In the randomized trial AML-BFM 93 we compared 60 mg/m(2)/day daunorubicin with 12 mg/m(2)/day idarubicin for 3 days each, combined with cytarabine and etoposide during induction. Results showed a significant better blast cell reduction in the bone marrow on day 15 in patients of the idarubicin arm (25 of 144=17% of patients with greater than or equal to5% blasts compared to 46 of 149=31% of patients after daunorubicin, P chi (2)=0.01). This was, however, mainly seen in high risk patients treated with idarubicin (19% vs 38%, P chi (2) = 0.007). Cardiotoxicity, WHO grade 1-3 shortening fraction reduction after induction occurred in 6% patients in both arms.

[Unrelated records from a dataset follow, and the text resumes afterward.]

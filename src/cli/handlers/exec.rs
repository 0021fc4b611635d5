// src/cli/handlers/exec.rs

use crate::{
    cli::args::ExecArgs,
    cli::handlers::commons,
    core::alias_resolver::{self, ResolvedTarget},
    models::{ExecutionOptions, SettingsConfig},
    system::dispatcher,
};
use anyhow::{Result, anyhow};
use clap::Parser;
use colored::*;
use rayon::prelude::*;
use std::time::Duration;

///
/// Main entry point for the `exec` command: runs an argv against the target
/// site(s). A comma-separated target list fans out in parallel, one worker
/// per site. The child's exit code becomes siterun's exit code.
///
pub fn handle(context: Option<String>, args: Vec<String>, settings: &SettingsConfig) -> Result<()> {
    let exec_args = ExecArgs::try_parse_from(&args)?;

    let registry = commons::load_registry(&exec_args.source, settings)?;
    let overrides = commons::overrides_from(&exec_args.source);
    let options = ExecutionOptions {
        simulate: exec_args.simulate,
        verbose: exec_args.verbose,
        timeout: exec_args.timeout.map(Duration::from_secs),
    };
    let fallback_ssh = settings.ssh_options.as_deref();

    let raw_targets: Vec<String> = match &context {
        Some(list) => list.split(',').map(str::to_string).collect(),
        None => vec![String::new()],
    };

    if let [single] = raw_targets.as_slice() {
        let reference = Some(single.as_str()).filter(|s| !s.is_empty());
        let target = commons::resolve_target_or_prompt(reference, &registry, &overrides)?;
        let outcome =
            dispatcher::dispatch(&target.record, &exec_args.command, &options, fallback_ssh)?;
        if outcome.exit_code != 0 {
            std::process::exit(outcome.exit_code);
        }
        return Ok(());
    }

    // Fan-out: resolve every target up front so a bad reference fails the
    // whole batch before anything is spawned.
    let targets: Vec<ResolvedTarget> = raw_targets
        .iter()
        .map(|raw| Ok(alias_resolver::resolve_target(raw, &registry, &overrides)?))
        .collect::<Result<_>>()?;

    println!(
        "{}",
        format!("┌─ Dispatching to {} sites in parallel...", targets.len()).dimmed()
    );

    let results: Vec<_> = targets
        .par_iter()
        .map(|target| {
            let outcome =
                dispatcher::dispatch(&target.record, &exec_args.command, &options, fallback_ssh);
            (target.record.name.clone(), outcome)
        })
        .collect();

    let mut errors = Vec::new();
    let mut first_nonzero = 0;
    for (name, result) in results {
        match result {
            Ok(outcome) if outcome.exit_code == 0 => {
                println!("{} {} {}", "├─".dimmed(), "✔".green(), name.cyan());
            }
            Ok(outcome) => {
                println!(
                    "{} {} {} (exit {})",
                    "├─".dimmed(),
                    "✖".red(),
                    name.cyan(),
                    outcome.exit_code
                );
                if first_nonzero == 0 {
                    first_nonzero = outcome.exit_code;
                }
            }
            Err(e) => {
                println!("{} {} {}", "├─".dimmed(), "✖".red(), name.cyan());
                errors.push(anyhow!("Dispatch to '{}' failed: {}", name, e));
            }
        }
    }
    println!("{}", "└─ End batch.".dimmed());

    if !errors.is_empty() {
        let details = errors
            .iter()
            .map(|e| e.to_string())
            .collect::<Vec<_>>()
            .join("\n");
        return Err(anyhow!("{} dispatch(es) failed:\n{}", errors.len(), details));
    }
    if first_nonzero != 0 {
        std::process::exit(first_nonzero);
    }

    Ok(())
}
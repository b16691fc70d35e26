//! Alertmanager forwarding
//!
//! Applies the filter policy to an observed event and, when it passes,
//! posts a single alert to the gateway's v1 alerts endpoint. Delivery is
//! idempotent per event key: Alertmanager deduplicates on the label set,
//! so re-delivery after a transient failure is safe.

use std::collections::{BTreeMap, HashSet};
use std::time::Duration;

use k8s_openapi::api::core::v1::Event;
use reqwest::StatusCode;
use serde::{Deserialize, Serialize};
use tracing::{debug, info, warn};

use crate::config::FilterConfig;
use crate::error::{Error, Result};

/// Alertmanager v1 alerts endpoint path.
const ALERTS_PATH: &str = "/api/v1/alerts";

/// Fixed label identifying this process as the alert originator.
const CLIENT_TAG: &str = "event-alerter";

/// One Alertmanager alert, as posted to `/api/v1/alerts`.
#[derive(Debug, Clone, Serialize, Deserialize)]
pub struct Alert {
    pub labels: BTreeMap<String, String>,
    pub annotations: BTreeMap<String, String>,
    #[serde(rename = "generatorURL")]
    pub generator_url: String,
}

/// Immutable inclusion policy over event kind, type, and reason.
///
/// Each dimension with no configured values matches everything; a
/// configured dimension requires exact (case-insensitive) membership. An
/// event is forwarded when ANY dimension matches — inclusive OR, not AND.
#[derive(Debug, Clone)]
pub struct FilterPolicy {
    kinds: HashSet<String>,
    types: HashSet<String>,
    reasons: HashSet<String>,
}

impl FilterPolicy {
    #[must_use]
    pub fn new(config: &FilterConfig) -> Self {
        let lower = |values: &[String]| {
            values
                .iter()
                .map(|value| value.to_lowercase())
                .collect::<HashSet<_>>()
        };
        Self {
            kinds: lower(&config.kinds),
            types: lower(&config.types),
            reasons: lower(&config.reasons),
        }
    }

    /// Test an event's lowercase classification against the policy.
    #[must_use]
    pub fn matches(&self, kind: &str, event_type: &str, reason: &str) -> bool {
        // An unconfigured dimension matches every event.
        let kind_ok = self.kinds.is_empty() || self.kinds.contains(kind);
        let type_ok = self.types.is_empty() || self.types.contains(event_type);
        let reason_ok = self.reasons.is_empty() || self.reasons.contains(reason);
        kind_ok || type_ok || reason_ok
    }
}

/// Handler forwarding filtered events to an Alertmanager gateway.
#[derive(Debug, Clone)]
pub struct AlertManager {
    endpoint: String,
    policy: FilterPolicy,
    http: reqwest::Client,
}

impl AlertManager {
    /// Build the handler for a gateway base URL.
    ///
    /// The request timeout bounds every delivery attempt so a hung gateway
    /// cannot stall a worker indefinitely.
    pub fn new(
        alertmanager_url: &str,
        config: &FilterConfig,
        request_timeout: Duration,
    ) -> Result<Self> {
        let http = reqwest::Client::builder().timeout(request_timeout).build()?;
        Ok(Self {
            endpoint: format!("{}{ALERTS_PATH}", alertmanager_url.trim_end_matches('/')),
            policy: FilterPolicy::new(config),
            http,
        })
    }

    /// Apply the filter policy and forward the event if it passes.
    ///
    /// A filtered-out event completes successfully; delivery failures
    /// propagate to the worker for retry classification.
    pub async fn handle(&self, event: &Event) -> Result<()> {
        let kind = event.involved_object.kind.as_deref().unwrap_or_default();
        let event_type = event.type_.as_deref().unwrap_or_default();
        let reason = event.reason.as_deref().unwrap_or_default();

        if !self.policy.matches(
            &kind.to_lowercase(),
            &event_type.to_lowercase(),
            &reason.to_lowercase(),
        ) {
            debug!(
                kind = %kind,
                event_type = %event_type,
                reason = %reason,
                "event filtered out, no alert"
            );
            return Ok(());
        }

        let alert = build_alert(event);
        let alertname = alert.labels.get("alertname").cloned().unwrap_or_default();
        self.fire(&[alert]).await?;
        info!(alertname = %alertname, "alert delivered");
        Ok(())
    }

    /// Post a batch of alerts to the gateway. Only HTTP 200 is success.
    async fn fire(&self, alerts: &[Alert]) -> Result<()> {
        let response = self.http.post(&self.endpoint).json(alerts).send().await?;

        let status = response.status();
        if status != StatusCode::OK {
            let body = response.text().await.unwrap_or_default();
            warn!(status = %status, body = %body, "alert gateway rejected delivery");
            return Err(Error::GatewayStatus { status });
        }
        Ok(())
    }
}

/// Map an observed event onto the alert label set.
fn build_alert(event: &Event) -> Alert {
    let involved = &event.involved_object;
    let kind = involved.kind.as_deref().unwrap_or_default();
    let reason = event.reason.as_deref().unwrap_or_default();
    let source = event.source.as_ref();

    let owned = |value: Option<&String>| value.cloned().unwrap_or_default();

    let labels = BTreeMap::from([
        ("alertname".to_string(), format!("{kind} {reason}")),
        ("namespace".to_string(), owned(event.metadata.namespace.as_ref())),
        ("name".to_string(), owned(event.metadata.name.as_ref())),
        (
            "component".to_string(),
            owned(source.and_then(|s| s.component.as_ref())),
        ),
        ("host".to_string(), owned(source.and_then(|s| s.host.as_ref()))),
        ("reason".to_string(), reason.to_string()),
        ("kind".to_string(), kind.to_string()),
        ("message".to_string(), owned(event.message.as_ref())),
        ("client".to_string(), CLIENT_TAG.to_string()),
        ("level".to_string(), owned(event.type_.as_ref())),
        (
            "involvedObjectNamespace".to_string(),
            owned(involved.namespace.as_ref()),
        ),
        ("involvedObjectName".to_string(), owned(involved.name.as_ref())),
        ("fieldPath".to_string(), owned(involved.field_path.as_ref())),
    ]);

    Alert {
        labels,
        annotations: BTreeMap::new(),
        generator_url: String::new(),
    }
}
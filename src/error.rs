//! Error types for the event alerter.

use thiserror::Error;

/// Errors that can occur while watching events or delivering alerts.
#[derive(Debug, Error)]
pub enum Error {
    /// Kubernetes API request failed
    #[error("Kubernetes API error: {0}")]
    Kube(#[from] kube::Error),

    /// Watch stream produced an error
    #[error("watch stream error: {0}")]
    Watch(#[from] kube::runtime::watcher::Error),

    /// HTTP request failed
    #[error("HTTP request failed: {0}")]
    Http(#[from] reqwest::Error),

    /// Alert gateway answered with a non-200 status
    #[error("alert gateway returned {status}")]
    GatewayStatus {
        /// Status code of the rejected delivery
        status: reqwest::StatusCode,
    },

    /// Serialization error
    #[error("serialization error: {0}")]
    Serialization(#[from] serde_json::Error),

    /// Configuration error
    #[error("configuration error: {0}")]
    Config(String),

    /// The watch subscription ended before the initial full list completed
    #[error("initial sync interrupted: {0}")]
    InitialSync(String),
}

pub type Result<T, E = Error> = std::result::Result<T, E>;
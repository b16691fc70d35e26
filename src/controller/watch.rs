//! Event source adapter
//!
//! Wraps the cluster-wide watch on core/v1 Events and normalizes it into
//! explicit [`Notification`] messages consumed by a single dispatcher
//! task. The dispatcher is the only writer of the [`EventStore`] and the
//! only steady-state producer for the [`WorkQueue`].

use std::sync::Arc;

use futures::StreamExt;
use k8s_openapi::api::core::v1::Event;
use kube::runtime::{watcher, WatchStreamExt};
use kube::Api;
use tokio::sync::{mpsc, watch};
use tracing::{debug, info, warn};

use super::queue::WorkQueue;
use super::store::EventStore;

/// A normalized change notification from the watch subscription.
#[derive(Debug)]
pub enum Notification {
    /// Object delivered by the initial full list
    Added(Event),
    /// Object applied by the live watch
    Updated(Event),
    /// Object removed
    Deleted(Event),
    /// Initial full list complete, the cache is in sync
    Synced,
}

/// Reconciliation key for a watched object: `namespace/name`, or bare
/// `name` for unnamespaced objects. `None` when the object carries no
/// name, which cannot be reconciled and is dropped by the dispatcher.
#[must_use]
pub fn object_key(event: &Event) -> Option<String> {
    let name = event.metadata.name.as_deref()?;
    match event.metadata.namespace.as_deref() {
        Some(namespace) if !namespace.is_empty() => Some(format!("{namespace}/{name}")),
        _ => Some(name.to_string()),
    }
}

/// Drive the watch subscription, forwarding normalized notifications.
///
/// The watcher re-lists and re-watches on stream interruption by itself;
/// stream-level errors are logged and the subscription continues. Returns
/// when the dispatcher side of the channel is dropped.
pub async fn run_watch(api: Api<Event>, tx: mpsc::Sender<Notification>) {
    let mut stream = watcher(api, watcher::Config::default()).default_backoff().boxed();

    while let Some(item) = stream.next().await {
        let notification = match item {
            Ok(watcher::Event::Init) => continue,
            Ok(watcher::Event::InitApply(event)) => Notification::Added(event),
            Ok(watcher::Event::InitDone) => Notification::Synced,
            Ok(watcher::Event::Apply(event)) => Notification::Updated(event),
            Ok(watcher::Event::Delete(event)) => Notification::Deleted(event),
            Err(err) => {
                warn!(error = %err, "event watch interrupted, retrying");
                continue;
            }
        };
        if tx.send(notification).await.is_err() {
            // Dispatcher is gone, the controller is shutting down.
            return;
        }
    }
}

/// Consume notifications, keeping the cache in sync and feeding the queue.
///
/// Cache write and queue push are deliberately independent: the cache
/// reflects the latest observation even if the key coalesces with one
/// already queued.
pub async fn dispatch(
    mut rx: mpsc::Receiver<Notification>,
    store: Arc<EventStore>,
    queue: Arc<WorkQueue>,
    ready: watch::Sender<bool>,
) {
    while let Some(notification) = rx.recv().await {
        match notification {
            Notification::Added(event) | Notification::Updated(event) => {
                match object_key(&event) {
                    Some(key) => {
                        store.upsert(&key, event);
                        queue.add(key);
                    }
                    None => warn!("dropping event notification without an object name"),
                }
            }
            Notification::Deleted(event) => match object_key(&event) {
                Some(key) => {
                    debug!(key = %key, "event deleted");
                    store.remove(&key);
                    queue.add(key);
                }
                None => warn!("dropping delete notification without an object name"),
            },
            Notification::Synced => {
                info!(cached = store.len(), "initial event list synced");
                let _ = ready.send(true);
            }
        }
    }
}
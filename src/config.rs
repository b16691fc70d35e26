//! Filter rules configuration
//!
//! The filter rules file selects which events become alerts. Each list is
//! matched case-insensitively against the event's involved-object kind,
//! event type, and reason; an empty or omitted list matches everything.
//!
//! ```yaml
//! kinds:
//!   - Pod
//!   - Node
//! types:
//!   - Warning
//! reasons:
//!   - Failed
//!   - FailedScheduling
//! ```

use serde::{Deserialize, Serialize};
use std::path::Path;

use crate::error::{Error, Result};

/// Filter rules loaded once at startup.
#[derive(Debug, Clone, Default, Deserialize, Serialize)]
pub struct FilterConfig {
    /// Involved-object kinds to alert on (e.g. "Pod", "Node")
    #[serde(default)]
    pub kinds: Vec<String>,

    /// Event types to alert on (e.g. "Warning", "Normal")
    #[serde(default)]
    pub types: Vec<String>,

    /// Event reasons to alert on (e.g. "Failed", "BackOff")
    #[serde(default)]
    pub reasons: Vec<String>,
}

impl FilterConfig {
    /// Load filter rules from a YAML file.
    pub fn from_file(path: impl AsRef<Path>) -> Result<Self> {
        let path = path.as_ref();
        let config_str = std::fs::read_to_string(path).map_err(|e| {
            Error::Config(format!("failed to read config file {}: {e}", path.display()))
        })?;

        let config: FilterConfig = serde_yaml::from_str(&config_str)
            .map_err(|e| Error::Config(format!("failed to parse config YAML: {e}")))?;

        Ok(config)
    }

    /// Returns `true` when no rules are configured, i.e. every event alerts.
    pub fn is_empty(&self) -> bool {
        self.kinds.is_empty() && self.types.is_empty() && self.reasons.is_empty()
    }
}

Bone marrow toxicity differed slightly with a median recovery time of neutrophils >500/mul of 25 days (daunorubicin) compared to 27 days (idarubicin), P = 0.05, In the total group of patients probabilities of 5 years event-tree survival and disease-free survival were similar for patients treated with daunorubicin or idarubicin (49% +/- 4% vs 55% +/- 4% and 57% +/- 4% vs 64% +/- 4%, P logrank 0.29 and 0.15, respectively). However, in patients presenting with more than 5% blasts on day 15 there was a trend for a better outcome after treatment with idarubicin (P logrank 0.06). Together with the early effect seen for high risk patients these results indicate a better efficacy of Idarubicin than of daunorubicin during induction with a similar rate of toxicity.